*** INPUT MATERIAL

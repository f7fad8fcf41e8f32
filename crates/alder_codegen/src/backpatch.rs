//! Substitution of placeholder addresses after finalization.

use crate::error::CodegenError;
use crate::memory::MemoryImage;
use crate::static_table::FinalizedStaticTable;

/// Replace every placeholder in the code region with the address of the
/// slot it names. Returns the number of cells patched.
///
/// All placeholders are checked before any cell is written, so an unknown
/// slot leaves the image untouched.
pub fn backpatch(memory: &mut MemoryImage, table: &FinalizedStaticTable) -> Result<usize, CodegenError> {
    let patches = memory
        .placeholders()
        .map(|(location, part)| -> Result<(usize, u8), CodegenError> {
            let slot = table
                .slot(part.ordinal())
                .ok_or(CodegenError::UnknownSlot {
                    ordinal: part.ordinal(),
                    location,
                })?;
            Ok((location, part.resolve(slot.address())))
        })
        .collect::<Result<Vec<_>, _>>()?;

    for &(location, byte) in &patches {
        memory.patch_code(location, byte);
    }
    tracing::debug!(patched = patches.len(), "backpatched placeholders");
    Ok(patches.len())
}
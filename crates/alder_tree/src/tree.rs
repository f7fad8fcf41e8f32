//! The completed (or in-progress) tree and its read operations.

use crate::node::{NodeId, TreeNode};

/// Where a node sits relative to its parent, as seen by linearization.
#[derive(Debug, Clone, Copy, PartialEq, Eq, Hash)]
pub enum Role {
    Root,
    FirstChild,
    LaterSibling,
}

/// One entry of a pre-order linearization.
#[derive(Debug, Clone, Copy, PartialEq, Eq)]
pub struct Visit {
    pub id: NodeId,
    /// Distance from the root (the root is at depth 0).
    pub depth: usize,
    pub role: Role,
}

/// An arena of nodes with a single root.
#[derive(Debug, Clone)]
pub struct Tree<P> {
    pub(crate) nodes: Vec<TreeNode<P>>,
    pub(crate) root: Option<NodeId>,
}

impl<P> Tree<P> {
    pub(crate) fn new() -> Self {
        Self {
            nodes: Vec::new(),
            root: None,
        }
    }

    pub fn root(&self) -> Option<NodeId> {
        self.root
    }

    pub fn get(&self, id: NodeId) -> Option<&TreeNode<P>> {
        self.nodes.get(id.index())
    }

    pub fn get_mut(&mut self, id: NodeId) -> Option<&mut TreeNode<P>> {
        self.nodes.get_mut(id.index())
    }

    pub fn payload(&self, id: NodeId) -> Option<&P> {
        self.get(id).map(TreeNode::payload)
    }

    pub fn payload_mut(&mut self, id: NodeId) -> Option<&mut P> {
        self.get_mut(id).map(TreeNode::payload_mut)
    }

    pub fn parent(&self, id: NodeId) -> Option<NodeId> {
        self.get(id).and_then(TreeNode::parent)
    }

    pub fn children(&self, id: NodeId) -> &[NodeId] {
        self.get(id).map(TreeNode::children).unwrap_or(&[])
    }

    /// Walks from `id` up to the root, yielding `id` first.
    pub fn ancestors(&self, id: NodeId) -> Ancestors<'_, P> {
        Ancestors {
            tree: self,
            next: self.get(id).map(TreeNode::id),
        }
    }

    /// Number of edges between `id` and the root.
    pub fn depth(&self, id: NodeId) -> Option<usize> {
        self.get(id)?;
        Some(self.ancestors(id).count() - 1)
    }

    /// All nodes in creation (id) order.
    pub fn nodes(&self) -> impl Iterator<Item = &TreeNode<P>> {
        self.nodes.iter()
    }

    pub fn len(&self) -> usize {
        self.nodes.len()
    }

    pub fn is_empty(&self) -> bool {
        self.nodes.is_empty()
    }

    /// Pre-order linearization with each node tagged by its role.
    ///
    /// Uses an explicit stack; children are pushed right-to-left so the
    /// leftmost child pops first. Pure: repeated calls yield the same order.
    pub fn linearize(&self) -> Vec<Visit> {
        let mut order = Vec::with_capacity(self.nodes.len());
        let Some(root) = self.root else {
            return order;
        };

        let mut stack = vec![Visit {
            id: root,
            depth: 0,
            role: Role::Root,
        }];
        while let Some(visit) = stack.pop() {
            for (pos, &child) in self.children(visit.id).iter().enumerate().rev() {
                stack.push(Visit {
                    id: child,
                    depth: visit.depth + 1,
                    role: if pos == 0 {
                        Role::FirstChild
                    } else {
                        Role::LaterSibling
                    },
                });
            }
            order.push(visit);
        }
        order
    }
}

/// Iterator over a node and its ancestors, innermost first.
pub struct Ancestors<'t, P> {
    tree: &'t Tree<P>,
    next: Option<NodeId>,
}

impl<P> Iterator for Ancestors<'_, P> {
    type Item = NodeId;

    fn next(&mut self) -> Option<NodeId> {
        let current = self.next?;
        self.next = self.tree.parent(current);
        Some(current)
    }
}
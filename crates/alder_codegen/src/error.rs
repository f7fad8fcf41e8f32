//! Code generation errors.

use crate::memory::{Address, Region};
use alder_tree::NodeId;
use thiserror::Error;

#[derive(Debug, Clone, PartialEq, Eq, Error)]
pub enum CodegenError {
    /// The regions would collide. Terminal for the program being compiled.
    #[error(
        "out of memory growing the {region} region by {requested} cell(s) \
         (code pointer {code_pointer:#06x}, static size {static_size}, heap pointer {heap_pointer:#06x})"
    )]
    OutOfMemory {
        region: Region,
        requested: usize,
        code_pointer: usize,
        static_size: usize,
        heap_pointer: usize,
    },

    #[error("'{identifier}' already has storage in scope {scope}")]
    Redeclared { identifier: String, scope: NodeId },

    #[error("code region is sealed at {code_pointer:#06x}; the static region has been placed after it")]
    CodeRegionSealed { code_pointer: usize },

    #[error("the static region has already been placed")]
    StaticRegionAlreadyPlaced,

    #[error("the static region has not been placed yet")]
    StaticRegionNotPlaced,

    #[error("static slot {logical} is outside the {size}-cell static region")]
    StaticOutOfBounds { logical: Address, size: usize },

    #[error("placeholder at {location:#06x} refers to unknown slot T{ordinal}")]
    UnknownSlot { ordinal: u32, location: usize },

    #[error("memory capacity must be between 1 and 65536 cells, got {capacity}")]
    InvalidCapacity { capacity: usize },
}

******

WHAT YOU SHOULD DO:
Return each line of the listing that holds the string "depth".

RESULT OF THIS TASK:
    /// Distance from the root (the root is at depth 0).
    pub depth: usize,
    pub fn depth(&self, id: NodeId) -> Option<usize> {
            depth: 0,
                    depth: visit.depth + 1,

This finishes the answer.